**PROMPT:**
Find every line in the records below that holds the word "TopsisEngine", and copy each one.

[Collected data entries]
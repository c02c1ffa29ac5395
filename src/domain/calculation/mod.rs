//! Calculation Module - Multi-criteria ranking engine.
//!
//! Ranks the alternatives of a [`DecisionProblem`] with one of eight published
//! MCDA methods and records every intermediate matrix as a [`CalculationStep`].
//!
//! # Components
//!
//! - `DecisionProblem` - Alternatives, criteria, raw matrix, weights, orientations
//! - `StepTrace` - Append-only record of named matrix snapshots
//! - `normalization` - Shared normalization strategies
//! - `methods` - SAW, WP, TOPSIS, AHP, ELECTRE, PROMETHEE, MOORA, VIKOR
//! - `ranking` - Stable ordering and conclusion text
//! - `EngineRegistry` - Method to engine lookup
//!
//! # Design Philosophy
//!
//! Engines are pure functions of their input: no I/O, no shared mutable state.
//! Numeric degeneracies (zero columns, zero weights, a single alternative)
//! produce defined scores instead of errors.

mod dispatcher;
mod engine;
mod errors;
mod method;
pub mod methods;
pub mod normalization;
mod problem;
pub mod ranking;
mod result;
mod step;

pub use dispatcher::{get_engine, EngineRegistry, MethodOptions};
pub use engine::CalculationEngine;
pub use errors::CalculationError;
pub use method::{Method, RankDirection};
pub use problem::{CriterionType, DecisionProblem, DecisionProblemBuilder, WEIGHT_SUM_TOLERANCE};
pub use ranking::{build_conclusion, rank, rank_order};
pub use result::{CalculationResult, ScoreEntry};
pub use step::{CalculationStep, StepTrace};
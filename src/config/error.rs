//! Configuration error types

use thiserror::Error;

/// Errors that can occur during configuration loading
#[derive(Debug, Error)]
pub enum ConfigError {
    #[error("Configuration loading failed: {0}")]
    LoadError(#[from] config::ConfigError),

    #[error("Validation failed: {0}")]
    ValidationFailed(#[from] ValidationError),
}

/// Errors that can occur during configuration validation
#[derive(Debug, Error)]
pub enum ValidationError {
    #[error("Required configuration missing: {0}")]
    MissingRequired(&'static str),

    #[error("Invalid log filter: {0}")]
    InvalidLogFilter(String),

    #[error("Invalid method option '{name}': {reason}")]
    InvalidMethodOption { name: String, reason: String },
}
//! Method Dispatcher - Maps a method identifier to its engine.

use serde::Deserialize;
use std::collections::HashMap;
use std::sync::Arc;
use tracing::error;

use super::methods::{
    AhpEngine, ElectreEngine, ElectreThresholds, MooraEngine, PreferenceFunction,
    PrometheeEngine, SawEngine, TopsisEngine, VikorEngine, WpEngine, WpNormalization, DEFAULT_V,
};
use super::{CalculationEngine, CalculationError, CalculationResult, DecisionProblem, Method};

/// Tunable parameters of the methods that have any.
#[derive(Debug, Clone, PartialEq, Deserialize)]
pub struct MethodOptions {
    /// WP normalization strategy.
    #[serde(default)]
    pub wp_normalization: WpNormalization,

    /// Explicit AHP criteria comparison matrix.
    #[serde(default)]
    pub ahp_pairwise: Option<Vec<Vec<f64>>>,

    /// Fixed ELECTRE thresholds; unset values use the mean index.
    #[serde(default)]
    pub electre_thresholds: ElectreThresholds,

    /// PROMETHEE preference function.
    #[serde(default)]
    pub promethee_preference: PreferenceFunction,

    /// VIKOR balancing parameter.
    #[serde(default = "default_vikor_v")]
    pub vikor_v: f64,
}

fn default_vikor_v() -> f64 {
    DEFAULT_V
}

impl Default for MethodOptions {
    fn default() -> Self {
        Self {
            wp_normalization: WpNormalization::default(),
            ahp_pairwise: None,
            electre_thresholds: ElectreThresholds::default(),
            promethee_preference: PreferenceFunction::default(),
            vikor_v: default_vikor_v(),
        }
    }
}

/// Builds the engine for `method`.
///
/// The match is exhaustive, so adding a method without an engine fails to compile.
fn build_engine(
    method: Method,
    options: &MethodOptions,
) -> Result<Arc<dyn CalculationEngine>, CalculationError> {
    let engine: Arc<dyn CalculationEngine> = match method {
        Method::Saw => Arc::new(SawEngine),
        Method::Wp => Arc::new(WpEngine::new(options.wp_normalization)),
        Method::Topsis => Arc::new(TopsisEngine),
        Method::Ahp => match &options.ahp_pairwise {
            Some(matrix) => Arc::new(AhpEngine::with_pairwise(matrix.clone())?),
            None => Arc::new(AhpEngine::new()),
        },
        Method::Electre => Arc::new(ElectreEngine::new(options.electre_thresholds)?),
        Method::Promethee => Arc::new(PrometheeEngine::new(options.promethee_preference)?),
        Method::Moora => Arc::new(MooraEngine),
        Method::Vikor => Arc::new(VikorEngine::new(options.vikor_v)?),
    };
    Ok(engine)
}

/// Lookup table from method to engine.
///
/// Engines are shared behind `Arc` so a lookup can be moved onto a worker thread.
#[derive(Clone)]
pub struct EngineRegistry {
    engines: HashMap<Method, Arc<dyn CalculationEngine>>,
}

impl EngineRegistry {
    /// Creates a registry with every method configured from `options`.
    ///
    /// # Errors
    /// Returns `InvalidParameter` if any option is out of range.
    pub fn new(options: &MethodOptions) -> Result<Self, CalculationError> {
        let mut registry = Self::empty();
        for method in Method::ALL {
            registry.register(build_engine(method, options)?);
        }
        Ok(registry)
    }

    /// Creates a registry with no engines.
    pub fn empty() -> Self {
        Self {
            engines: HashMap::new(),
        }
    }

    /// Registers an engine under its own method, replacing any previous one.
    pub fn register(&mut self, engine: Arc<dyn CalculationEngine>) {
        self.engines.insert(engine.method(), engine);
    }

    /// Returns the engine for `method`.
    ///
    /// # Errors
    /// `UnsupportedMethod` if nothing is registered for it.
    pub fn get_engine(&self, method: Method) -> Result<Arc<dyn CalculationEngine>, CalculationError> {
        self.engines
            .get(&method)
            .cloned()
            .ok_or(CalculationError::UnsupportedMethod(method))
    }

    /// Runs `method` on `problem`.
    pub fn calculate(
        &self,
        method: Method,
        problem: &DecisionProblem,
    ) -> Result<CalculationResult, CalculationError> {
        Ok(self.get_engine(method)?.calculate(problem))
    }

    /// Methods that currently have an engine.
    pub fn methods(&self) -> Vec<Method> {
        Method::ALL
            .iter()
            .copied()
            .filter(|m| self.engines.contains_key(m))
            .collect()
    }
}

impl Default for EngineRegistry {
    fn default() -> Self {
        match Self::new(&MethodOptions::default()) {
            Ok(registry) => registry,
            Err(err) => {
                error!(error = %err, "default method options rejected, registry is empty");
                Self::empty()
            }
        }
    }
}

impl std::fmt::Debug for EngineRegistry {
    fn fmt(&self, f: &mut std::fmt::Formatter<'_>) -> std::fmt::Result {
        f.debug_struct("EngineRegistry")
            .field("methods", &self.methods())
            .finish()
    }
}

/// Returns the default-configured engine for `method`.
pub fn get_engine(method: Method) -> Result<Arc<dyn CalculationEngine>, CalculationError> {
    build_engine(method, &MethodOptions::default())
}

#[cfg(test)]
mod tests {
    use super::*;
    use crate::domain::calculation::CriterionType;

    #[test]
    fn default_registry_serves_every_method() {
        let registry = EngineRegistry::default();
        assert_eq!(registry.methods(), Method::ALL.to_vec());
        for method in Method::ALL {
            assert_eq!(registry.get_engine(method).unwrap().method(), method);
        }
    }

    #[test]
    fn default_options_build_every_engine() {
        let registry = EngineRegistry::new(&MethodOptions::default()).unwrap();
        assert_eq!(registry.methods(), Method::ALL.to_vec());
        assert_eq!(registry.methods(), EngineRegistry::default().methods());
    }

    #[test]
    fn free_lookup_matches_method() {
        for method in Method::ALL {
            assert_eq!(get_engine(method).unwrap().method(), method);
        }
    }

    #[test]
    fn empty_registry_reports_unsupported_method() {
        let registry = EngineRegistry::empty();
        let err = registry.get_engine(Method::Topsis).err().unwrap();
        assert_eq!(err, CalculationError::UnsupportedMethod(Method::Topsis));
    }

    #[test]
    fn register_adds_single_method() {
        let mut registry = EngineRegistry::empty();
        registry.register(Arc::new(SawEngine));
        assert_eq!(registry.methods(), vec![Method::Saw]);
        assert!(registry.get_engine(Method::Wp).is_err());
    }

    #[test]
    fn invalid_options_rejected() {
        let options = MethodOptions {
            vikor_v: 2.0,
            ..MethodOptions::default()
        };
        assert!(matches!(
            EngineRegistry::new(&options),
            Err(CalculationError::InvalidParameter { .. })
        ));
    }

    #[test]
    fn calculate_dispatches_to_selected_method() {
        let problem = DecisionProblem::builder()
            .alternatives(vec!["A", "B"])
            .criterion("Quality", 1.0, CriterionType::Benefit)
            .row(vec![1.0])
            .row(vec![2.0])
            .build();

        let registry = EngineRegistry::new(&MethodOptions::default()).unwrap();
        let result = registry.calculate(Method::Moora, &problem).unwrap();
        assert_eq!(result.method, Method::Moora);
        assert_eq!(result.ranking[0].alternative, "B");
    }

    #[test]
    fn options_deserialize_with_defaults() {
        let options: MethodOptions = serde_json::from_str(r#"{"vikor_v": 0.3}"#).unwrap();
        assert_eq!(options.vikor_v, 0.3);
        assert_eq!(options.wp_normalization, WpNormalization::ColumnMax);
        assert_eq!(options.promethee_preference, PreferenceFunction::Linear { p: 1.0 });
    }
}
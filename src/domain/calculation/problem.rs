//! Decision Problem - Alternatives, criteria, raw values, weights and orientations.

use serde::{Deserialize, Serialize};
use std::collections::HashSet;

use crate::domain::foundation::ValidationError;

/// Allowed distance between the weight sum and 1.0.
pub const WEIGHT_SUM_TOLERANCE: f64 = 1e-3;

/// Orientation of a criterion.
#[derive(Debug, Clone, Copy, Default, PartialEq, Eq, Hash, Serialize, Deserialize)]
#[serde(rename_all = "UPPERCASE")]
pub enum CriterionType {
    /// Higher values are better.
    #[default]
    Benefit,
    /// Lower values are better.
    Cost,
}

impl CriterionType {
    /// Returns the display label.
    pub fn label(&self) -> &'static str {
        match self {
            CriterionType::Benefit => "Benefit",
            CriterionType::Cost => "Cost",
        }
    }

    /// Returns true for cost criteria.
    pub fn is_cost(&self) -> bool {
        matches!(self, CriterionType::Cost)
    }
}

/// A complete decision problem snapshot.
///
/// Row `i` of `matrix` holds the values of alternative `i`; column `j`
/// corresponds to criterion `j`. The engine trusts the structural invariants
/// and never re-validates them; callers run [`DecisionProblem::validate`]
/// before handing the snapshot over.
#[derive(Debug, Clone, Default, PartialEq, Serialize, Deserialize)]
pub struct DecisionProblem {
    pub alternatives: Vec<String>,
    pub criteria: Vec<String>,
    pub matrix: Vec<Vec<f64>>,
    pub weights: Vec<f64>,
    pub criteria_types: Vec<CriterionType>,
}

impl DecisionProblem {
    /// Creates a builder for constructing a decision problem.
    pub fn builder() -> DecisionProblemBuilder {
        DecisionProblemBuilder::new()
    }

    /// Returns the number of alternatives (`m`).
    pub fn alternative_count(&self) -> usize {
        self.alternatives.len()
    }

    /// Returns the number of criteria (`n`).
    pub fn criterion_count(&self) -> usize {
        self.criteria.len()
    }

    /// Returns the orientation of criterion `j`, defaulting to benefit.
    pub fn criterion_type(&self, j: usize) -> CriterionType {
        self.criteria_types.get(j).copied().unwrap_or_default()
    }

    /// Returns the weight of criterion `j`, or 0 when missing.
    pub fn weight(&self, j: usize) -> f64 {
        self.weights.get(j).copied().unwrap_or(0.0)
    }

    /// Checks the structural invariants a calculation relies on.
    ///
    /// # Rules
    /// - At least one alternative and one criterion, names unique
    /// - Every row has one entry per criterion, values finite and >= 0
    /// - One weight and one orientation per criterion
    /// - Weights finite and > 0, summing to 1.0 within [`WEIGHT_SUM_TOLERANCE`]
    pub fn validate(&self) -> Result<(), ValidationError> {
        if self.alternatives.is_empty() {
            return Err(ValidationError::empty_field("alternatives"));
        }
        if self.criteria.is_empty() {
            return Err(ValidationError::empty_field("criteria"));
        }
        Self::check_names("alternatives", &self.alternatives)?;
        Self::check_names("criteria", &self.criteria)?;

        let n = self.criteria.len();
        if self.matrix.len() != self.alternatives.len() {
            return Err(ValidationError::dimension_mismatch(
                "matrix",
                self.alternatives.len(),
                self.matrix.len(),
            ));
        }
        for (i, row) in self.matrix.iter().enumerate() {
            if row.len() != n {
                return Err(ValidationError::dimension_mismatch(
                    format!("matrix[{}]", i),
                    n,
                    row.len(),
                ));
            }
            for (j, value) in row.iter().enumerate() {
                if !value.is_finite() {
                    return Err(ValidationError::invalid_format(
                        format!("matrix[{}][{}]", i, j),
                        "value must be a finite number",
                    ));
                }
                if *value < 0.0 {
                    return Err(ValidationError::out_of_range(
                        format!("matrix[{}][{}]", i, j),
                        0.0,
                        f64::MAX,
                        *value,
                    ));
                }
            }
        }

        if self.weights.len() != n {
            return Err(ValidationError::dimension_mismatch("weights", n, self.weights.len()));
        }
        if self.criteria_types.len() != n {
            return Err(ValidationError::dimension_mismatch(
                "criteria_types",
                n,
                self.criteria_types.len(),
            ));
        }
        for (j, weight) in self.weights.iter().enumerate() {
            if !weight.is_finite() || *weight <= 0.0 {
                return Err(ValidationError::out_of_range(
                    format!("weights[{}]", j),
                    f64::MIN_POSITIVE,
                    1.0,
                    *weight,
                ));
            }
        }
        let sum: f64 = self.weights.iter().sum();
        if (sum - 1.0).abs() > WEIGHT_SUM_TOLERANCE {
            return Err(ValidationError::out_of_range(
                "weights (sum)",
                1.0 - WEIGHT_SUM_TOLERANCE,
                1.0 + WEIGHT_SUM_TOLERANCE,
                sum,
            ));
        }

        Ok(())
    }

    fn check_names(field: &str, names: &[String]) -> Result<(), ValidationError> {
        let mut seen = HashSet::new();
        for name in names {
            if name.trim().is_empty() {
                return Err(ValidationError::empty_field(format!("{} (name)", field)));
            }
            if !seen.insert(name.as_str()) {
                return Err(ValidationError::duplicate_name(field, name.clone()));
            }
        }
        Ok(())
    }
}

/// Builder for constructing DecisionProblem instances.
#[derive(Debug, Default)]
pub struct DecisionProblemBuilder {
    alternatives: Vec<String>,
    criteria: Vec<String>,
    matrix: Vec<Vec<f64>>,
    weights: Vec<f64>,
    criteria_types: Vec<CriterionType>,
}

impl DecisionProblemBuilder {
    /// Creates a new builder.
    pub fn new() -> Self {
        Self::default()
    }

    /// Sets the alternatives.
    pub fn alternatives(mut self, names: Vec<impl Into<String>>) -> Self {
        self.alternatives = names.into_iter().map(|s| s.into()).collect();
        self
    }

    /// Adds one criterion with its weight and orientation.
    pub fn criterion(mut self, name: impl Into<String>, weight: f64, kind: CriterionType) -> Self {
        self.criteria.push(name.into());
        self.weights.push(weight);
        self.criteria_types.push(kind);
        self
    }

    /// Appends one row of raw values.
    pub fn row(mut self, values: Vec<f64>) -> Self {
        self.matrix.push(values);
        self
    }

    /// Replaces the whole matrix.
    pub fn matrix(mut self, matrix: Vec<Vec<f64>>) -> Self {
        self.matrix = matrix;
        self
    }

    /// Builds the decision problem.
    pub fn build(self) -> DecisionProblem {
        DecisionProblem {
            alternatives: self.alternatives,
            criteria: self.criteria,
            matrix: self.matrix,
            weights: self.weights,
            criteria_types: self.criteria_types,
        }
    }
}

**EXERCISE ANSWER:**
    PrometheeEngine, SawEngine, TopsisEngine, VikorEngine, WpEngine, WpNormalization, DEFAULT_V,
        Method::Topsis => Arc::new(TopsisEngine),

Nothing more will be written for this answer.